Abstract

Abstract:

This article is an attempt to understand Isaac Bashevis Singer's blatant preoccupation in his stories with offensive and outrageous characters and actions that can simply be defined as vulgar. It is best exemplified in stories that depict a recurring theme in his fiction: the expulsion of the female outcast from and by her patriarchal community. Even though the vulgar characteristics of these female outcasts were construed by several Yiddish-speaking intellectuals as an assault both on Jewish women and on Yiddish language and culture, Singer's stories utilize their vulgar style and crude content as a direct attack on the Jewish Maskilim and their twentieth-century successors.
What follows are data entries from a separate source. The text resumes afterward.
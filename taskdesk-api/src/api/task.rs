//! Task endpoints (`/api/v1/task`)

use axum::{
    extract::{Path, State},
    http::StatusCode,
    routing::{get, patch},
    Json, Router,
};
use serde::Deserialize;
use taskdesk_common::api::{ApiResponse, FieldError};
use taskdesk_common::db::{Task, TaskDetail, TaskStatus};

use crate::db::tasks::{self, NewTask, TaskChanges, TaskFilter};
use crate::error::{ApiError, ApiResult};
use crate::pagination::{calculate_pagination, PageRequest};
use crate::validation::{nullable, parse_path_id, FieldErrors, Validate, ValidatedJson, ValidatedQuery};
use crate::AppState;

const TITLE_MAX: usize = 200;
const DESCRIPTION_MAX: usize = 2000;

/// `GET /` query string
#[derive(Debug, Deserialize)]
#[serde(rename_all = "camelCase")]
pub struct ListTasksQuery {
    pub status: Option<String>,
    pub priority: Option<String>,
    pub project_id: Option<String>,
    pub assignee_id: Option<String>,
    pub search: Option<String>,
    pub overdue: Option<String>,
    pub page: Option<String>,
    pub limit: Option<String>,
}

impl Validate for ListTasksQuery {
    type Output = (TaskFilter, PageRequest);

    fn validate(self) -> Result<Self::Output, Vec<FieldError>> {
        let mut errors = FieldErrors::new();
        let filter = TaskFilter {
            status: errors.choice("status", self.status),
            priority: errors.choice("priority", self.priority),
            project_id: errors.reference("projectId", self.project_id),
            assignee_id: errors.reference("assigneeId", self.assignee_id),
            search: errors.optional_text("search", self.search, TITLE_MAX),
            overdue: errors.flag("overdue", self.overdue),
        };
        let page = errors.page(self.page, self.limit);
        errors.finish((filter, page))
    }
}

/// `POST /` body
#[derive(Debug, Deserialize)]
#[serde(rename_all = "camelCase")]
pub struct CreateTaskBody {
    pub title: Option<String>,
    pub description: Option<String>,
    pub status: Option<String>,
    pub priority: Option<String>,
    pub due_date: Option<String>,
    pub project_id: Option<String>,
    pub assignee_id: Option<String>,
}

impl Validate for CreateTaskBody {
    type Output = NewTask;

    fn validate(self) -> Result<NewTask, Vec<FieldError>> {
        let mut errors = FieldErrors::new();
        let task = NewTask {
            title: errors.required_text("title", self.title, TITLE_MAX),
            description: errors.optional_text("description", self.description, DESCRIPTION_MAX),
            status: errors.choice("status", self.status).unwrap_or_default(),
            priority: errors.choice("priority", self.priority).unwrap_or_default(),
            due_date: errors.date("dueDate", self.due_date),
            project_id: errors.reference("projectId", self.project_id),
            assignee_id: errors.reference("assigneeId", self.assignee_id),
        };
        errors.finish(task)
    }
}

/// `PUT /:id` body
#[derive(Debug, Deserialize)]
#[serde(rename_all = "camelCase")]
pub struct UpdateTaskBody {
    #[serde(default, deserialize_with = "nullable")]
    pub title: Option<Option<String>>,
    #[serde(default, deserialize_with = "nullable")]
    pub description: Option<Option<String>>,
    #[serde(default, deserialize_with = "nullable")]
    pub status: Option<Option<String>>,
    #[serde(default, deserialize_with = "nullable")]
    pub priority: Option<Option<String>>,
    #[serde(default, deserialize_with = "nullable")]
    pub due_date: Option<Option<String>>,
    #[serde(default, deserialize_with = "nullable")]
    pub project_id: Option<Option<String>>,
    #[serde(default, deserialize_with = "nullable")]
    pub assignee_id: Option<Option<String>>,
}

impl Validate for UpdateTaskBody {
    type Output = TaskChanges;

    fn validate(self) -> Result<TaskChanges, Vec<FieldError>> {
        let mut errors = FieldErrors::new();
        let changes = TaskChanges {
            title: errors.present_text("title", self.title, TITLE_MAX),
            description: errors.nullable_text("description", self.description, DESCRIPTION_MAX),
            status: required_choice(&mut errors, "status", self.status),
            priority: required_choice(&mut errors, "priority", self.priority),
            due_date: errors.nullable_date("dueDate", self.due_date),
            project_id: errors.nullable_reference("projectId", self.project_id),
            assignee_id: errors.nullable_reference("assigneeId", self.assignee_id),
        };

        if changes.title.is_none()
            && changes.description.is_none()
            && changes.status.is_none()
            && changes.priority.is_none()
            && changes.due_date.is_none()
            && changes.project_id.is_none()
            && changes.assignee_id.is_none()
            && errors.is_empty()
        {
            errors.add("body", super::EMPTY_UPDATE_MESSAGE);
        }

        errors.finish(changes)
    }
}

/// `PATCH /:id/status` body
#[derive(Debug, Deserialize)]
pub struct UpdateStatusBody {
    pub status: Option<String>,
}

impl Validate for UpdateStatusBody {
    type Output = TaskStatus;

    fn validate(self) -> Result<TaskStatus, Vec<FieldError>> {
        let mut errors = FieldErrors::new();
        let status = match self.status {
            Some(raw) => errors.choice::<TaskStatus>("status", Some(raw)),
            None => {
                errors.add("status", "is required");
                None
            }
        };
        errors.finish(status.unwrap_or_default())
    }
}

/// Enum column that may be changed but never cleared
fn required_choice<E>(
    errors: &mut FieldErrors,
    field: &str,
    value: Option<Option<String>>,
) -> Option<E>
where
    E: std::str::FromStr,
    E::Err: std::fmt::Display,
{
    match value? {
        Some(raw) => errors.choice(field, Some(raw)),
        None => {
            errors.add(field, "cannot be null");
            None
        }
    }
}

/// GET /api/v1/task
pub async fn list_tasks(
    State(state): State<AppState>,
    ValidatedQuery((filter, page)): ValidatedQuery<ListTasksQuery>,
) -> ApiResult<Json<ApiResponse<Vec<Task>>>> {
    let (tasks, total) = tasks::list_tasks(&state.db, &filter, page).await?;

    Ok(Json(
        ApiResponse::ok(tasks, "Tasks retrieved successfully")
            .with_pagination(calculate_pagination(total, page)),
    ))
}

/// GET /api/v1/task/:id
pub async fn get_task(
    State(state): State<AppState>,
    Path(id): Path<String>,
) -> ApiResult<Json<ApiResponse<TaskDetail>>> {
    let id = parse_path_id("id", &id)?;
    let detail = tasks::get_task_detail(&state.db, id)
        .await?
        .ok_or_else(|| ApiError::not_found("Task"))?;

    Ok(Json(ApiResponse::ok(detail, "Task retrieved successfully")))
}

/// POST /api/v1/task
pub async fn create_task(
    State(state): State<AppState>,
    ValidatedJson(input): ValidatedJson<CreateTaskBody>,
) -> ApiResult<(StatusCode, Json<ApiResponse<Task>>)> {
    let task = tasks::create_task(&state.db, input).await?;

    Ok((
        StatusCode::CREATED,
        Json(ApiResponse::ok(task, "Task created successfully")),
    ))
}

/// PUT /api/v1/task/:id
pub async fn update_task(
    State(state): State<AppState>,
    Path(id): Path<String>,
    ValidatedJson(changes): ValidatedJson<UpdateTaskBody>,
) -> ApiResult<Json<ApiResponse<Task>>> {
    let id = parse_path_id("id", &id)?;
    let task = tasks::update_task(&state.db, id, changes)
        .await?
        .ok_or_else(|| ApiError::not_found("Task"))?;

    Ok(Json(ApiResponse::ok(task, "Task updated successfully")))
}

/// PATCH /api/v1/task/:id/status
pub async fn update_task_status(
    State(state): State<AppState>,
    Path(id): Path<String>,
    ValidatedJson(status): ValidatedJson<UpdateStatusBody>,
) -> ApiResult<Json<ApiResponse<Task>>> {
    let id = parse_path_id("id", &id)?;
    let task = tasks::update_task_status(&state.db, id, status)
        .await?
        .ok_or_else(|| ApiError::not_found("Task"))?;

    Ok(Json(ApiResponse::ok(task, "Task status updated successfully")))
}

/// DELETE /api/v1/task/:id
pub async fn delete_task(
    State(state): State<AppState>,
    Path(id): Path<String>,
) -> ApiResult<Json<ApiResponse<Task>>> {
    let id = parse_path_id("id", &id)?;
    let task = tasks::delete_task(&state.db, id)
        .await?
        .ok_or_else(|| ApiError::not_found("Task"))?;

    Ok(Json(ApiResponse::ok(task, "Task deleted successfully")))
}

/// Build task routes
pub fn task_routes() -> Router<AppState> {
    Router::new()
        .route("/", get(list_tasks).post(create_task))
        .route("/:id", get(get_task).put(update_task).delete(delete_task))
        .route("/:id/status", patch(update_task_status))
}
This essay discusses his short story "Di makhsheyfeh" ("The Witch") from a feminist perspective, specifically in accordance with Julia Kristeva's theorization of the abject, in order to address Bella Zilberstein (the witch) as an allegorical affirmation of the same vulgar qualities that were projected upon Yiddish since the formation of the Haskalah movement in the eighteenth century. In identifying Yiddish as an abject source of shame on behalf of modernized Jews, Singer deliberately creates an "ugly" story about an "ugly" character. "Di makhsheyfeh" and its outright vulgarity will therefore be discussed both as a critique of the self-destructing delusion of modern Jews in their assimilatory ambitions, and as a celebration of Yiddish folklore characteristics, a passionate embrace of its irrational and "disgraceful" virtues.